The eight contestants had 90 minutes to impress the judges, but it was Neve, from Ridgewood School, Stourbridge,that followed in the footsteps of reigning champion Jo Dainton, who landed a coveted apprenticeship after winning in 2018.
Boys and girls aged 14 to 16 entered the competition, but all the finalists were female, progressing to the last eight having impressed with their menus and technical skills at a semi-final in early December 2018.
Neve’s prize of a brand-new iPhone, £500 of cookery equipment for her school and a morning's work experience with Michelin-starred chef Glynn Purnell was awarded to her after she impressed the judges with her dishes. Her two courses were homemade Ricotta and Spinach Ravioli with Tomato and Maple sauce and Maple and Pecan Pie with Vanilla Parfait.
As part of her prize, Maple from Canada’s UK chef ambassador David Colcombe will also perform two special, maple cookery demonstrations at her school in 2019.
The panel of judges included David Colcombe, UK chef ambassador for Maple from Canada, Peter Griffiths of the British Culinary Federation, Chef Lecturer Gary Goldsmith and Dean of UCB’s College of Food Neil Rippington.
Chef Colcombe said: “How incredible is it to witness a new generation of young chefs entering the profession? Whether male or female, surely now the challenge is to ensure these talented, young people receive all the support they need to pursue careers in the hospitality industry. All the young chefs managed to use their maple products extremely well, the flavours they created were delicious.”
The competition, now in its third year, challenges students to cook a main course and a dessert, one of which must incorporate pure Canadian maple syrup.
Neve said of her win: “I’m really passionate about cooking and I worked really hard to prepare for the final. I didn’t expect to win at all, but I’m really pleased that all the hard work paid off and the judges liked my dishes.”
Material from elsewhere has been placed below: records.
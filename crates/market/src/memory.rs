use std::collections::HashMap;
use std::sync::Arc;

use async_trait::async_trait;
use tokio::sync::RwLock;

use common::{Bar, MarketDataProvider, MarketSnapshot, Result};

use crate::snapshot_from_bars;

/// In-process market data, fed by the caller.
///
/// Snapshots set with [`set_snapshot`](Self::set_snapshot) take precedence
/// over the one derived from the stored bars.
#[derive(Default, Clone)]
pub struct InMemoryMarketData {
    bars: Arc<RwLock<HashMap<String, Vec<Bar>>>>,
    snapshots: Arc<RwLock<HashMap<String, MarketSnapshot>>>,
}

impl InMemoryMarketData {
    pub fn new() -> Self {
        Self::default()
    }

    /// Replace the whole history of `symbol`.
    pub async fn set_series(&self, symbol: &str, bars: Vec<Bar>) {
        self.bars.write().await.insert(symbol.to_string(), bars);
    }

    /// Append one bar to `symbol`'s history.
    pub async fn push_bar(&self, bar: Bar) {
        self.bars
            .write()
            .await
            .entry(bar.symbol.clone())
            .or_default()
            .push(bar);
    }

    pub async fn set_snapshot(&self, snapshot: MarketSnapshot) {
        self.snapshots
            .write()
            .await
            .insert(snapshot.symbol.clone(), snapshot);
    }

    pub async fn clear_snapshot(&self, symbol: &str) {
        self.snapshots.write().await.remove(symbol);
    }
}

#[async_trait]
impl MarketDataProvider for InMemoryMarketData {
    async fn latest_snapshot(&self, symbol: &str) -> Result<Option<MarketSnapshot>> {
        if let Some(snapshot) = self.snapshots.read().await.get(symbol) {
            return Ok(Some(snapshot.clone()));
        }
        Ok(self
            .bars
            .read()
            .await
            .get(symbol)
            .and_then(|bars| snapshot_from_bars(bars)))
    }

    async fn series(&self, symbol: &str) -> Result<Vec<Bar>> {
        Ok(self.bars.read().await.get(symbol).cloned().unwrap_or_default())
    }
}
Neil Rippington, Dean of the College of Food at UCB, said: “Young Chef of the Year is an incredibly fun way to involve young people in practical cookery, but also to point them in the direction of careers within the hospitality industry.
“The prizes on offer for a competition of this scale are second-to-none and the standard of this year’s incredible and innovative dishes have certainly matched that.”
Libby Hughes, age 15, of St Thomas Aquinas Catholic School, Birmingham, was second and Millie Fellows, age 15, of Ridgewood School, Stourbridge, was third.